Pour la suite, par contre, la pression de confirmer le strike semble inévitable. Une pression qui a certainement pesé sur les épaules de Wolf Alice, quatuor britannique de rock alternatif au moment de se remettre en piste, après un Mercury Prize et quatre ans de silence. Et que dire du come-back de Kings of Convenience, ce groupe folk norvégien réapparu sur les radars ce mois… douze ans après son dernier album? La pression et sans doute le luxe d’avoir pris son temps s’avèrent payants: ces deux sorties, abouties et enivrantes à leurs manières, figurent parmi les douceurs de notre jukebox de juin.


Wolf Alice (GB), douces morsures

Dans le recueil de nouvelles The Bloody Chamber de la romancière Angela Carters, Wolf Alice est une fillette élevée chez les loups qui ne sait pas qu’elle est humaine – ni d’un royaume ni vraiment de l’autre. Le groupe londonien du même nom est, lui aussi, une créature hybride et fascinante. Né duo folk en 2010, Wolf Alice s’est mué en quatuor rock alternatif, semant ses riffs dans des nappes rêveuses façon shoegaze. Une capacité à flotter entre les genres, à emmener le rock aux portes de la pop, sans jamais l’édulcorer, qui culmine dans ce troisième album. Blue Weekend s’ouvre sur une plage (The Beach) où, comme la marée, des chœurs magnifiques gonflent pour raconter les amitiés qui chavirent. Plus loin, Smile lâche les chiens et les guitares («tu ne m’aimes pas, eh bien, ça n’a aucune putain d’importance», crache la chanteuse Ellie Rowsell), tandis que Safe from Heartbreak invoque des harmonies à la Abba. Mais c’est Delicious Things, promenade chuchotée dans les collines capiteuses de L.A., qui enivre le plus vite. Douces morsures, intimes et atmosphériques, les 11 morceaux de Blue Weekend pourraient habiller autant de scènes de film – les clips de l’album composent d’ailleurs un genre de court métrage filé. La pandémie a permis à l’album de mûrir entre les mains du producteur Markus Dravs (Coldplay, Arcade Fire): le résultat est l’un des plus envoûtants de ce début d’été. Virginie Nussbaum

Wolf Alice, «Blue Weekend» (Dirty Hit/RCA Records)

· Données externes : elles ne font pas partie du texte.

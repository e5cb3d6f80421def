//! Schedule tool — lets the agent manage its own scheduled tasks.
//!
//! Backed by `convoy_cron::CronService`. Tasks are always scoped to the
//! calling turn's session/channel/chat (read from `ToolContext`) — an agent
//! can list, create, and cancel its own tasks but can't reach into another
//! session's schedule.

use std::collections::HashMap;
use std::sync::Arc;

use async_trait::async_trait;
use serde_json::{json, Value};
use tracing::debug;

use convoy_core::ToolContext;
use convoy_cron::{CronService, DEFAULT_MAX_TASKS_PER_SESSION};

use super::base::{optional_string, require_string, Tool};

// ─────────────────────────────────────────────
// ScheduleTool
// ─────────────────────────────────────────────

/// Lets the agent add, list, enable/disable, and remove scheduled tasks for
/// its own session.
pub struct ScheduleTool {
    cron: Arc<CronService>,
    max_per_session: usize,
}

impl ScheduleTool {
    pub fn new(cron: Arc<CronService>) -> Self {
        Self { cron, max_per_session: DEFAULT_MAX_TASKS_PER_SESSION }
    }
}

#[async_trait]
impl Tool for ScheduleTool {
    fn name(&self) -> &str {
        "schedule"
    }

    fn description(&self) -> &str {
        "Manage scheduled tasks for this conversation. action=\"add\" creates a task that \
         fires on a cron schedule, sending its prompt back into this conversation when due. \
         action=\"list\" shows this session's tasks. action=\"remove\" deletes one by id. \
         action=\"enable\"/\"disable\" toggles one without deleting it."
    }

    fn parameters(&self) -> Value {
        json!({
            "type": "object",
            "properties": {
                "action": {
                    "type": "string",
                    "enum": ["add", "list", "remove", "enable", "disable"],
                    "description": "Which schedule operation to perform"
                },
                "cron": {
                    "type": "string",
                    "description": "Standard 5-field cron expression, e.g. \"0 9 * * *\" (required for action=\"add\")"
                },
                "description": {
                    "type": "string",
                    "description": "Short human-readable label for the task (required for action=\"add\")"
                },
                "prompt": {
                    "type": "string",
                    "description": "Prompt sent back into this conversation when the task fires (required for action=\"add\")"
                },
                "task_id": {
                    "type": "string",
                    "description": "Task id (required for action=\"remove\"/\"enable\"/\"disable\")"
                }
            },
            "required": ["action"]
        })
    }

    async fn execute(&self, params: HashMap<String, Value>, ctx: &ToolContext) -> anyhow::Result<String> {
        let action = require_string(&params, "action")?;

        match action.as_str() {
            "add" => {
                let cron_expr = require_string(&params, "cron")?;
                let description = require_string(&params, "description")?;
                let prompt = require_string(&params, "prompt")?;

                let task = self
                    .cron
                    .add_task(
                        ctx.session_id.clone(),
                        ctx.channel.clone(),
                        ctx.chat_id.clone(),
                        cron_expr,
                        description,
                        prompt,
                        ctx.user_id.clone(),
                        self.max_per_session,
                    )
                    .await?;

                debug!(task_id = %task.id, session_id = %ctx.session_id, "scheduled task added via tool");
                Ok(format!(
                    "Scheduled task {} ({}) added: next run {}",
                    task.id,
                    task.description,
                    task.state
                        .next_run_at_ms
                        .map(|ms| ms.to_string())
                        .unwrap_or_else(|| "unknown".to_string())
                ))
            }
            "list" => {
                let tasks = self.cron.list_jobs_for_session(&ctx.session_id).await;
                if tasks.is_empty() {
                    return Ok("No scheduled tasks for this conversation.".to_string());
                }
                let lines: Vec<String> = tasks
                    .iter()
                    .map(|t| {
                        let status = if t.enabled { "enabled" } else { "disabled" };
                        format!("{} [{}] {} — {}", t.id, status, t.description, t.schedule.expr.as_deref().unwrap_or("?"))
                    })
                    .collect();
                Ok(lines.join("\n"))
            }
            "remove" => {
                let task_id = require_string(&params, "task_id")?;
                let task = self.require_owned_task(&task_id, ctx).await?;
                self.cron.remove_job(&task.id).await?;
                Ok(format!("Removed scheduled task {}", task.id))
            }
            "enable" | "disable" => {
                let task_id = require_string(&params, "task_id")?;
                let task = self.require_owned_task(&task_id, ctx).await?;
                let enabled = action == "enable";
                self.cron.set_enabled(&task.id, enabled).await?;
                Ok(format!("{} scheduled task {}", if enabled { "Enabled" } else { "Disabled" }, task.id))
            }
            other => {
                let _ = optional_string(&params, "task_id");
                anyhow::bail!("Unknown schedule action: {other}")
            }
        }
    }
}

impl ScheduleTool {
    /// Fetch a task by id, rejecting ids that belong to another session.
    async fn require_owned_task(&self, task_id: &str, ctx: &ToolContext) -> anyhow::Result<convoy_cron::CronJob> {
        let task = self
            .cron
            .get_job(task_id)
            .await
            .ok_or_else(|| anyhow::anyhow!("No scheduled task with id {task_id}"))?;
        if task.session_id != ctx.session_id {
            anyhow::bail!("No scheduled task with id {task_id}");
        }
        Ok(task)
    }
}

// ─────────────────────────────────────────────
// Tests
// ─────────────────────────────────────────────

Silly Boy Blue (F), relève de caractère

A la question «la variété est-elle condamnée à la médiocrité pour avoir une chance d’exister?», certains artistes ont répondu «non». Haut et fort, en refusant de miser sur le mauvais goût supposé du grand public pour embrasser le succès, et en gardant suffisamment d’authenticité pour se regarder dans un miroir sans baisser les yeux. Souhaitons donc la bienvenue à Ana Benabdelkarim, aka Silly Boy Blue, qui a coché toutes ces nobles cases pour nous offrir un premier album très agréable. Pour le miroir, c’était réglé depuis longtemps, ses faux airs d’Eva Green lui conférant une présence envoûtante à l’écran. Et pour son premier grand format, si l’ensemble manque un peu de variations à l’arrivée, on peut tout de même en extraire de vrais singles à écouter en boucle. Notamment The Riddle et son refrain qui emporte tout. Plus important encore: la jeune fille de 25 ans montre déjà un grand caractère qui n’a pas peur de se dévoiler ni de s’affirmer. Elle a ainsi refusé de se laisser embarquer dans un combo guitare-voix voué à l’échec pour plonger dans une production aussi moderne que musclée. Une belle promesse d’avenir, assurément. Philippe Chassepot

Silly Boy Blue, «Break up songs» (Columbia)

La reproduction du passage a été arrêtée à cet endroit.